◆ The problem
Restate word for word the lines of the entries below, starting with the line that holds "pub fn prune(&self)" and ending with the line that holds "the reference day.", and no others.

BEGIN Task material

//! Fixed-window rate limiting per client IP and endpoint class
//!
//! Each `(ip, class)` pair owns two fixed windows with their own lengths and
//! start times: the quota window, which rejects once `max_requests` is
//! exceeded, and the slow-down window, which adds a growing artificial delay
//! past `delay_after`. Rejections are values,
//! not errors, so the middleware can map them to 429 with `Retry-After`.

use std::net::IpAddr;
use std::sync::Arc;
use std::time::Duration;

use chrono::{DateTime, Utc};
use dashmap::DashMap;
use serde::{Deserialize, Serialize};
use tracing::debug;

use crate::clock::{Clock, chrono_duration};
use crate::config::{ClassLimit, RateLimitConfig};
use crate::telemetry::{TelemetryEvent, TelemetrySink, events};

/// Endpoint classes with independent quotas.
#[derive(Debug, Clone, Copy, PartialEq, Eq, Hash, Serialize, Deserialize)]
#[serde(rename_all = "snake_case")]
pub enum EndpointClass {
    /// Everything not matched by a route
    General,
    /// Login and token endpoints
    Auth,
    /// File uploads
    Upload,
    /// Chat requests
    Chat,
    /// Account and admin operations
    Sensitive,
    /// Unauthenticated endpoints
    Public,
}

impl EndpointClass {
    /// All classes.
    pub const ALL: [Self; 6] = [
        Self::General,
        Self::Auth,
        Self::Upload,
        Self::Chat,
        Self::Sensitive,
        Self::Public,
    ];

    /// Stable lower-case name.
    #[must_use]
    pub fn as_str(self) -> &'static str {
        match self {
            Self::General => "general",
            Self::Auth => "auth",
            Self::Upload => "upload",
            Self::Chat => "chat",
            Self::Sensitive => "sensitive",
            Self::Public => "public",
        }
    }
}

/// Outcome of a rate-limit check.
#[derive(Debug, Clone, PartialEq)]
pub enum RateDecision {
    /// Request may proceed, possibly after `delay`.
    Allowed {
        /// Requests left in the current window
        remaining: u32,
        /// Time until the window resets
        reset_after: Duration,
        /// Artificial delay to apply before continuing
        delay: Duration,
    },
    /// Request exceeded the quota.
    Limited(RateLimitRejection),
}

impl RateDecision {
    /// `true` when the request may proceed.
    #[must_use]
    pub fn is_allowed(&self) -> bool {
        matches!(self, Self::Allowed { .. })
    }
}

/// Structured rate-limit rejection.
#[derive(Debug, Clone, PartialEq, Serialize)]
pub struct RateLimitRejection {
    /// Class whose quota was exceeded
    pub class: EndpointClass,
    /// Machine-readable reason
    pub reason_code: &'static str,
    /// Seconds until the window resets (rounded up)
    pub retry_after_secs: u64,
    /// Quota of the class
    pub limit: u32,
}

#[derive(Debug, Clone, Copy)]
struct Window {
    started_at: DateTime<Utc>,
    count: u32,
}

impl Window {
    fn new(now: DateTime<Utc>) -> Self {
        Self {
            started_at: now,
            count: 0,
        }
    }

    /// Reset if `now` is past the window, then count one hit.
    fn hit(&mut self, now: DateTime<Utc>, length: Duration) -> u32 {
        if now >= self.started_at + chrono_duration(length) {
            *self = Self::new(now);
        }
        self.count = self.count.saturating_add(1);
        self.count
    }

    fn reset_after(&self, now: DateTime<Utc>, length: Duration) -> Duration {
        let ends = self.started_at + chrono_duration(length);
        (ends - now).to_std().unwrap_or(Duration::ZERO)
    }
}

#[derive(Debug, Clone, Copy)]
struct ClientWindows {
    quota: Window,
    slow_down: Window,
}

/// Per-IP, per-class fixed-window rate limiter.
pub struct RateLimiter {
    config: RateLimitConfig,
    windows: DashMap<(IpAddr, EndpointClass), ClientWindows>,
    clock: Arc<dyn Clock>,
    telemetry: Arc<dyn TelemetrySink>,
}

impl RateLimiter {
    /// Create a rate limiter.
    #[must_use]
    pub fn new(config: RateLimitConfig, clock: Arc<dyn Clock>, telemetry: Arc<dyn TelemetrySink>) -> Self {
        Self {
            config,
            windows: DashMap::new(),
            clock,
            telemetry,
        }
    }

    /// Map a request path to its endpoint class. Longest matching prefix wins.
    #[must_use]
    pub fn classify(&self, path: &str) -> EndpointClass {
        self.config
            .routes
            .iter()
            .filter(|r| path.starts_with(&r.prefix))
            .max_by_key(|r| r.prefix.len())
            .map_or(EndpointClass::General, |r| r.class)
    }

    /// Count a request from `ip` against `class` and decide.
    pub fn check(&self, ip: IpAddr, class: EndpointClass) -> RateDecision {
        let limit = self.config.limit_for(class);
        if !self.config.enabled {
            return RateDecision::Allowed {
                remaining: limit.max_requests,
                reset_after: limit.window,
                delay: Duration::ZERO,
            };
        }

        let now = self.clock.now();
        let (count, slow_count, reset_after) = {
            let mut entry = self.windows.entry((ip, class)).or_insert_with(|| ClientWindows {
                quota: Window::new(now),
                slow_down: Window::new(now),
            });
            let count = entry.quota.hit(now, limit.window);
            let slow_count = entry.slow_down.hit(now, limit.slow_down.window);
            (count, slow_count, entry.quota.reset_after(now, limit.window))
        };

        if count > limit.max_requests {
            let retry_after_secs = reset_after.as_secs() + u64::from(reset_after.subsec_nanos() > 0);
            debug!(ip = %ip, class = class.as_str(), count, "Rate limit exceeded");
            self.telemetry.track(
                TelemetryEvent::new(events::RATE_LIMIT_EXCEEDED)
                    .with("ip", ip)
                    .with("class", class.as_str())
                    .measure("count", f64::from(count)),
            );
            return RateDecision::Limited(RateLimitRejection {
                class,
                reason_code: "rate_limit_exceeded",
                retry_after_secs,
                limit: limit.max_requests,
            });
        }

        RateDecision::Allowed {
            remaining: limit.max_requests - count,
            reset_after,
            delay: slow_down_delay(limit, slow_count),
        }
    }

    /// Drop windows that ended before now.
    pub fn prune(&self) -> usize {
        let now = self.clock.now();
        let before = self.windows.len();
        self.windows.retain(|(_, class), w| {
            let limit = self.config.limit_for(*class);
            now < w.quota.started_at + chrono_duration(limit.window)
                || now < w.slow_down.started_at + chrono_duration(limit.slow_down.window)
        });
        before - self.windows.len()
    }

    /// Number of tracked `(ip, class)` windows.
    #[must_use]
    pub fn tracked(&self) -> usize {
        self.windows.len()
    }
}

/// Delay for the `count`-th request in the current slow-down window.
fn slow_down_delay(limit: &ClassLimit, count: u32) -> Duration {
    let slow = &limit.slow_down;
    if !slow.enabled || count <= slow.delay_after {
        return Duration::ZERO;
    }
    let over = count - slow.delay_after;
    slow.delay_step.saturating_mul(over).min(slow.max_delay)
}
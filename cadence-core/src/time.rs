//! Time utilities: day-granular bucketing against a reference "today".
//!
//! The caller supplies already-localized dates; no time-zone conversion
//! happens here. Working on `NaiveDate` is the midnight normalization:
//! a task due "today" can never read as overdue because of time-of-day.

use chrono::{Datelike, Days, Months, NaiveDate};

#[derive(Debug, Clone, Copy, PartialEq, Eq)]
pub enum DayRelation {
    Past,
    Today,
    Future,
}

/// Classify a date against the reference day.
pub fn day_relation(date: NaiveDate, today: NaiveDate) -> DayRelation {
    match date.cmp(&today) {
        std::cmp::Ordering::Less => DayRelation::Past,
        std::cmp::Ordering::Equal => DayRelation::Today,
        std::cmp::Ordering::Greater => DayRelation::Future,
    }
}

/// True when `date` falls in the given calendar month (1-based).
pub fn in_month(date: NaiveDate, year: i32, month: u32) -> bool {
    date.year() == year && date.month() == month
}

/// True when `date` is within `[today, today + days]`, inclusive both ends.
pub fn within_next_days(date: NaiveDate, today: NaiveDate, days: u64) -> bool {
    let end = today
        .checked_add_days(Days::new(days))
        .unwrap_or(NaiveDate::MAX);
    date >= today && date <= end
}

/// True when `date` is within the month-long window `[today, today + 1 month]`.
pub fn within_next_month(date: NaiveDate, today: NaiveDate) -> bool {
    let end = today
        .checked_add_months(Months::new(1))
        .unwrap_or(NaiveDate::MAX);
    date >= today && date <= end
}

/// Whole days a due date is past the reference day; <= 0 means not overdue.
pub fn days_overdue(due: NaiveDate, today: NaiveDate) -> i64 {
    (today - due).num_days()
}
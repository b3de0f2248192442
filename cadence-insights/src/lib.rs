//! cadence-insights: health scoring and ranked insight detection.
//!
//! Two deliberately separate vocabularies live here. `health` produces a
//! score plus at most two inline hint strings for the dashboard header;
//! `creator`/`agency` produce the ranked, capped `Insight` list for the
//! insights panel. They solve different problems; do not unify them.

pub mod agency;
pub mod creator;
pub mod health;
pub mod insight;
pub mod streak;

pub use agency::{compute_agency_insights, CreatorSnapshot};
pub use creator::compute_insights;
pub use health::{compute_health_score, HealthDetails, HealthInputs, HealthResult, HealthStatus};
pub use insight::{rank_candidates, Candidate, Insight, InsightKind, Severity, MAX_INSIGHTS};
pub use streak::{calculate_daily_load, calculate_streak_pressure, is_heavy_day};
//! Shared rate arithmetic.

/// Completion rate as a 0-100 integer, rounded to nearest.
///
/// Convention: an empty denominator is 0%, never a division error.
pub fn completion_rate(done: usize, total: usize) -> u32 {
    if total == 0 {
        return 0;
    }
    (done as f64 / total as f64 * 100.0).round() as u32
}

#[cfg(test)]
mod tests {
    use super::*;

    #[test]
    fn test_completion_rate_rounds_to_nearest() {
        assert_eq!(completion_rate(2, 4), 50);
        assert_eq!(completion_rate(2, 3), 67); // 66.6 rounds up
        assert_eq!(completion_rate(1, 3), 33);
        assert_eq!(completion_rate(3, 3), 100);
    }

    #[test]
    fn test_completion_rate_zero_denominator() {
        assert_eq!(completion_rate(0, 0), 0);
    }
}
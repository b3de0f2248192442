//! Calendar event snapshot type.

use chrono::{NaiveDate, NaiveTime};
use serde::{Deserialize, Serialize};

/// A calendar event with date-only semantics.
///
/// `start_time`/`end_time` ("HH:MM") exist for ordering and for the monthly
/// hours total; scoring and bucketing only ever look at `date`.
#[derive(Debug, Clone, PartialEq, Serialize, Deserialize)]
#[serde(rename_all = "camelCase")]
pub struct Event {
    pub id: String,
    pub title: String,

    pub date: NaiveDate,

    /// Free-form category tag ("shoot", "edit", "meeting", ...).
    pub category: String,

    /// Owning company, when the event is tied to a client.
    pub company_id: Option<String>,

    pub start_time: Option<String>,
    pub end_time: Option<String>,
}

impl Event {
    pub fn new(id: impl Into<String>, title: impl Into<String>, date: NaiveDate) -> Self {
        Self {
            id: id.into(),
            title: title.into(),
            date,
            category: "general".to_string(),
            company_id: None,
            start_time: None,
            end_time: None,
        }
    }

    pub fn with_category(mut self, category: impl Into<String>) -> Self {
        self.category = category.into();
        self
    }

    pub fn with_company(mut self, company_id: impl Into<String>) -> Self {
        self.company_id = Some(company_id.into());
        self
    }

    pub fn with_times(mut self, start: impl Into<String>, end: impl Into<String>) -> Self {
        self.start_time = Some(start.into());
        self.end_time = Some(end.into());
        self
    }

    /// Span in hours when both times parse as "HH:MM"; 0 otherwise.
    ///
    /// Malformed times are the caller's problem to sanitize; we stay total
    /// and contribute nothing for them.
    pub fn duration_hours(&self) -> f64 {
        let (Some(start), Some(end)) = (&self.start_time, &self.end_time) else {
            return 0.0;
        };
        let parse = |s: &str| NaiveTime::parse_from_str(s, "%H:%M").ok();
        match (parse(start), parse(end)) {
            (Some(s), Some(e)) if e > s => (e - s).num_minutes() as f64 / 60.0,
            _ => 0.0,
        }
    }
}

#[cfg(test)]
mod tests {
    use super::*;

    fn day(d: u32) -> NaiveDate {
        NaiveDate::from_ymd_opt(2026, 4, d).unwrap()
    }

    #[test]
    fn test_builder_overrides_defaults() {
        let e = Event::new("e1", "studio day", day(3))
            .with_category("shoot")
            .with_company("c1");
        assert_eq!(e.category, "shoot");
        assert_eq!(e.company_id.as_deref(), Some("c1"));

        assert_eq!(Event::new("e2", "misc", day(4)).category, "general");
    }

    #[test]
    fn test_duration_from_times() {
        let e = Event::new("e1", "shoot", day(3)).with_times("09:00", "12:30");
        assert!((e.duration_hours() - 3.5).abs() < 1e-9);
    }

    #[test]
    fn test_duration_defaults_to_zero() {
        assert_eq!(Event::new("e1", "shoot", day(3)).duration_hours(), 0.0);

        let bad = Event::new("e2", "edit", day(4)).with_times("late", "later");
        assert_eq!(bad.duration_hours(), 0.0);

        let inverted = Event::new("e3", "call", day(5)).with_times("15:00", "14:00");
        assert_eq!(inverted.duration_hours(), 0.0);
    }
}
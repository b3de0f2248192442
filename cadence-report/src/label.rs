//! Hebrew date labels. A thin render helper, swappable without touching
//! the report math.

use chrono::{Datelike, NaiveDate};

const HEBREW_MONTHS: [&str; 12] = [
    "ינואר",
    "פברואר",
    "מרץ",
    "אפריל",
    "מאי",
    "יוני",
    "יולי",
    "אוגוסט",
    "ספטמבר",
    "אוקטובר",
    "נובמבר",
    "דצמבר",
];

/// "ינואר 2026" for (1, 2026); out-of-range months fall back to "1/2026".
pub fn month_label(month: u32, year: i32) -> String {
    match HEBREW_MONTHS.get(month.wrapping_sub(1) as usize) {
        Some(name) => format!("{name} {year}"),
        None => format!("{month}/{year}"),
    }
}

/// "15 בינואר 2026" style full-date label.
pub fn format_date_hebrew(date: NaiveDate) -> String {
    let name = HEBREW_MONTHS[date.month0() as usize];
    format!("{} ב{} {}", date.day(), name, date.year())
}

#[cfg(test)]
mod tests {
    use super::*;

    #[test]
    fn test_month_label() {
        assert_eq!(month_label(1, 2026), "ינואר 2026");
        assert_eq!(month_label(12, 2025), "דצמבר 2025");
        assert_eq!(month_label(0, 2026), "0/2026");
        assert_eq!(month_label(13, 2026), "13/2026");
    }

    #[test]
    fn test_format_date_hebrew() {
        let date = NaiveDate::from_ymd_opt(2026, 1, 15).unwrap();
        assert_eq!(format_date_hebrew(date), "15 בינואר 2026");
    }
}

END Task material

◆ Worked solution
    pub fn prune(&self) -> usize {
        let now = self.clock.now();
        let before = self.windows.len();
        self.windows.retain(|(_, class), w| {
            let limit = self.config.limit_for(*class);
            now < w.quota.started_at + chrono_duration(limit.window)
                || now < w.slow_down.started_at + chrono_duration(limit.slow_down.window)
        });
        before - self.windows.len()
    }

    /// Number of tracked `(ip, class)` windows.
    #[must_use]
    pub fn tracked(&self) -> usize {
        self.windows.len()
    }
}

/// Delay for the `count`-th request in the current slow-down window.
fn slow_down_delay(limit: &ClassLimit, count: u32) -> Duration {
    let slow = &limit.slow_down;
    if !slow.enabled || count <= slow.delay_after {
        return Duration::ZERO;
    }
    let over = count - slow.delay_after;
    slow.delay_step.saturating_mul(over).min(slow.max_delay)
}
filename cadence-core/src/time.rs
//! Time utilities: day-granular bucketing against a reference "today".
//!
//! The caller supplies already-localized dates; no time-zone conversion
//! happens here. Working on `NaiveDate` is the midnight normalization:
//! a task due "today" can never read as overdue because of time-of-day.

use chrono::{Datelike, Days, Months, NaiveDate};

#[derive(Debug, Clone, Copy, PartialEq, Eq)]
pub enum DayRelation {
    Past,
    Today,
    Future,
}

/// Classify a date against the reference day.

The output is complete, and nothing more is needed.